18.5 Multiple Logistic Regression
In our examples so far, we have considered only one predictor variable. Almost all practical analyses consider multiple predictor variables. This leads to multiple logistic regression.
18.5.1 Coefficient Interpretation
\[logit(p_i) = \beta_0 + \beta_1x_{i1} + \beta_2x_{i2} + \dots + \beta_kx_{ik}\] \(\exp(c\beta_k)\) is the odds ratio for a \(c\)-unit difference in variable \(k\), when all other variables are held constant.
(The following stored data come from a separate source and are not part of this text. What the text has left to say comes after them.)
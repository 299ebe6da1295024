mod response;

pub use response::{map_cmd_result_to_json, print_json_result, print_raw_result};
//! Rename schema: a flat map from dotted path to replacement key name.
//!
//! Paths join mapping keys with `.` from the document root. Sequences do not
//! add a segment, so `"users.id"` addresses the `id` key of every element of
//! a `users` array. Schema documents can be written as JSON, YAML or TOML;
//! all three must be a single flat object whose values are strings.

use crate::error::{Error, Result};
use crate::utils::io;
use serde::{Deserialize, Serialize};
use serde_json::Value;
use std::collections::HashMap;
use std::path::Path;

#[derive(Debug, Clone, Default, PartialEq, Eq, Serialize, Deserialize)]
#[serde(transparent)]
pub struct Schema {
    entries: HashMap<String, String>,
}

/// Document format of a schema file.
#[derive(Debug, Clone, Copy, PartialEq, Eq)]
pub enum SchemaFormat {
    Json,
    Yaml,
    Toml,
}

impl SchemaFormat {
    /// Pick a format from the file extension.
    pub fn from_path(path: &Path) -> Result<Self> {
        let ext = path
            .extension()
            .and_then(|e| e.to_str())
            .map(|e| e.to_ascii_lowercase());

        match ext.as_deref() {
            Some("json") => Ok(SchemaFormat::Json),
            Some("yaml") | Some("yml") => Ok(SchemaFormat::Yaml),
            Some("toml") => Ok(SchemaFormat::Toml),
            _ => Err(Error::validation_invalid_argument(
                "schema_file",
                format!(
                    "Cannot infer schema format from '{}'. Use a .json, .yaml, .yml or .toml file",
                    path.display()
                ),
                Some(path.display().to_string()),
                Some(vec!["json".into(), "yaml".into(), "yml".into(), "toml".into()]),
            )),
        }
    }

    pub fn as_str(&self) -> &'static str {
        match self {
            SchemaFormat::Json => "json",
            SchemaFormat::Yaml => "yaml",
            SchemaFormat::Toml => "toml",
        }
    }
}

impl Schema {
    pub fn new() -> Self {
        Self::default()
    }

    /// Add or replace the rename for `path`, returning the previous name.
    pub fn insert(&mut self, path: impl Into<String>, name: impl Into<String>) -> Option<String> {
        self.entries.insert(path.into(), name.into())
    }

    /// Raw lookup, including entries whose replacement is empty.
    pub fn get(&self, path: &str) -> Option<&str> {
        self.entries.get(path).map(String::as_str)
    }

    /// The key to substitute at `path`, if any.
    ///
    /// An empty replacement never renames: the original key is kept.
    pub fn rename_for(&self, path: &str) -> Option<&str> {
        self.get(path).filter(|name| !name.is_empty())
    }

    pub fn contains(&self, path: &str) -> bool {
        self.entries.contains_key(path)
    }

    pub fn len(&self) -> usize {
        self.entries.len()
    }

    pub fn is_empty(&self) -> bool {
        self.entries.is_empty()
    }

    pub fn iter(&self) -> impl Iterator<Item = (&str, &str)> {
        self.entries.iter().map(|(p, n)| (p.as_str(), n.as_str()))
    }

    /// Entries sorted by path, for stable output.
    pub fn sorted_entries(&self) -> Vec<(&str, &str)> {
        let mut entries: Vec<_> = self.iter().collect();
        entries.sort_unstable_by(|a, b| a.0.cmp(b.0));
        entries
    }

    /// Build a schema from an already-parsed document.
    pub fn from_value(value: &Value) -> Result<Self> {
        let Value::Object(map) = value else {
            return Err(Error::config_invalid_value(
                "schema",
                Some(value_kind(value).to_string()),
                "Schema must be an object mapping dotted paths to key names",
            ));
        };

        let mut schema = Schema::new();
        for (path, name) in map {
            match name {
                Value::String(name) => {
                    schema.insert(path.clone(), name.clone());
                }
                other => {
                    return Err(Error::config_invalid_value(
                        path.clone(),
                        Some(other.to_string()),
                        format!(
                            "Replacement name must be a string, got {}",
                            value_kind(other)
                        ),
                    )
                    .with_hint("Quote dotted paths in TOML so they stay flat: \"users.id\" = \"userId\""));
                }
            }
        }

        Ok(schema)
    }

    pub fn from_json_str(text: &str) -> Result<Self> {
        let value: Value = serde_json::from_str(text)
            .map_err(|e| Error::config_invalid_json("schema", e.to_string()))?;
        Self::from_value(&value)
    }

    pub fn from_yaml_str(text: &str) -> Result<Self> {
        let value: Value = serde_yml::from_str(text)
            .map_err(|e| Error::config_invalid_json("schema", e.to_string()))?;
        Self::from_value(&value)
    }

    pub fn from_toml_str(text: &str) -> Result<Self> {
        let value: Value = toml::from_str(text)
            .map_err(|e| Error::config_invalid_json("schema", e.to_string()))?;
        Self::from_value(&value)
    }

    pub fn parse(text: &str, format: SchemaFormat) -> Result<Self> {
        match format {
            SchemaFormat::Json => Self::from_json_str(text),
            SchemaFormat::Yaml => Self::from_yaml_str(text),
            SchemaFormat::Toml => Self::from_toml_str(text),
        }
    }

    /// Read a schema file, choosing the parser from its extension.
    pub fn load(path: &Path) -> Result<Self> {
        let format = SchemaFormat::from_path(path)?;
        let text = io::read_file(path, &format!("read schema {}", path.display()))?;

        let schema = Self::parse(&text, format).map_err(|mut err| {
            if err.code == crate::error::ErrorCode::ConfigInvalidJson {
                err.details["path"] = Value::String(path.display().to_string());
            }
            err
        })?;

        log_status!(
            "schema",
            "Loaded {} path(s) from {} ({})",
            schema.len(),
            path.display(),
            format.as_str()
        );
        Ok(schema)
    }
}

impl<K: Into<String>, V: Into<String>> FromIterator<(K, V)> for Schema {
    fn from_iter<I: IntoIterator<Item = (K, V)>>(iter: I) -> Self {
        Schema {
            entries: iter
                .into_iter()
                .map(|(k, v)| (k.into(), v.into()))
                .collect(),
        }
    }
}

fn value_kind(value: &Value) -> &'static str {
    match value {
        Value::Null => "null",
        Value::Bool(_) => "boolean",
        Value::Number(_) => "number",
        Value::String(_) => "string",
        Value::Array(_) => "array",
        Value::Object(_) => "object",
    }
}

#[cfg(test)]
mod tests {
    use super::*;
    use serde_json::json;
    use tempfile::tempdir;

    #[test]
    fn rename_for_ignores_empty_replacement() {
        let schema: Schema = [("id", ""), ("name", "fullName")].into_iter().collect();
        assert!(schema.contains("id"));
        assert_eq!(schema.get("id"), Some(""));
        assert_eq!(schema.rename_for("id"), None);
        assert_eq!(schema.rename_for("name"), Some("fullName"));
    }

    #[test]
    fn from_json_str_parses_flat_object() {
        let schema = Schema::from_json_str(r#"{"users.id": "userId", "isActive": "status"}"#).unwrap();
        assert_eq!(schema.len(), 2);
        assert_eq!(schema.rename_for("users.id"), Some("userId"));
    }

    #[test]
    fn from_json_str_rejects_non_string_value() {
        let err = Schema::from_json_str(r#"{"id": 5}"#).unwrap_err();
        assert_eq!(err.code.as_str(), "config.invalid_value");
        assert_eq!(err.details["key"], "id");
    }

    #[test]
    fn from_json_str_rejects_array_document() {
        let err = Schema::from_json_str(r#"["id"]"#).unwrap_err();
        assert_eq!(err.code.as_str(), "config.invalid_value");
        assert_eq!(err.details["value"], "array");
    }

    #[test]
    fn from_json_str_reports_syntax_error() {
        let err = Schema::from_json_str("{not json").unwrap_err();
        assert_eq!(err.code.as_str(), "config.invalid_json");
    }

    #[test]
    fn from_yaml_str_parses_quoted_paths() {
        let schema = Schema::from_yaml_str("\"users.address.city\": location\nid: userId\n").unwrap();
        assert_eq!(schema.rename_for("users.address.city"), Some("location"));
        assert_eq!(schema.rename_for("id"), Some("userId"));
    }

    #[test]
    fn from_toml_str_parses_quoted_paths() {
        let schema = Schema::from_toml_str("\"users.name\" = \"fullName\"\nid = \"userId\"\n").unwrap();
        assert_eq!(schema.rename_for("users.name"), Some("fullName"));
        assert_eq!(schema.rename_for("id"), Some("userId"));
    }

    #[test]
    fn from_toml_str_rejects_bare_dotted_keys() {
        // Bare dotted keys become nested tables in TOML.
        let err = Schema::from_toml_str("users.name = \"fullName\"\n").unwrap_err();
        assert_eq!(err.code.as_str(), "config.invalid_value");
        assert_eq!(err.details["key"], "users");
        assert!(!err.hints.is_empty());
    }

    #[test]
    fn format_from_path_by_extension() {
        assert_eq!(SchemaFormat::from_path(Path::new("a.json")).unwrap(), SchemaFormat::Json);
        assert_eq!(SchemaFormat::from_path(Path::new("a.YML")).unwrap(), SchemaFormat::Yaml);
        assert_eq!(SchemaFormat::from_path(Path::new("a.toml")).unwrap(), SchemaFormat::Toml);
        assert!(SchemaFormat::from_path(Path::new("schema.txt")).is_err());
        assert!(SchemaFormat::from_path(Path::new("schema")).is_err());
    }

    #[test]
    fn load_reads_yaml_file() {
        let dir = tempdir().unwrap();
        let path = dir.path().join("schema.yaml");
        std::fs::write(&path, "\"profile.hobbies\": interests\n").unwrap();

        let schema = Schema::load(&path).unwrap();
        assert_eq!(schema.rename_for("profile.hobbies"), Some("interests"));
    }

    #[test]
    fn load_attaches_path_to_parse_errors() {
        let dir = tempdir().unwrap();
        let path = dir.path().join("schema.json");
        std::fs::write(&path, "{\"id\": ").unwrap();

        let err = Schema::load(&path).unwrap_err();
        assert_eq!(err.code.as_str(), "config.invalid_json");
        assert_eq!(err.details["path"], json!(path.display().to_string()));
    }

    #[test]
    fn load_missing_file_is_io_error() {
        let err = Schema::load(Path::new("/nonexistent/schema.json")).unwrap_err();
        assert_eq!(err.code.as_str(), "internal.io_error");
    }

    #[test]
    fn sorted_entries_orders_by_path() {
        let schema: Schema = [("b", "x"), ("a.c", "y"), ("a", "z")].into_iter().collect();
        let paths: Vec<_> = schema.sorted_entries().into_iter().map(|(p, _)| p).collect();
        assert_eq!(paths, vec!["a", "a.c", "b"]);
    }

    #[test]
    fn deserializes_transparently() {
        let schema: Schema = serde_json::from_value(json!({"id": "userId"})).unwrap();
        assert_eq!(schema.rename_for("id"), Some("userId"));
    }
}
- In practice, the log odds do not lie on a perfectly straight line.
- We are estimating a general trend in the data
“On average, the odds of [outcome] are \(\exp(c\beta_k)\) times larger for every c-unit difference in [variable \(k\)] among observations with the same values of the other variables.”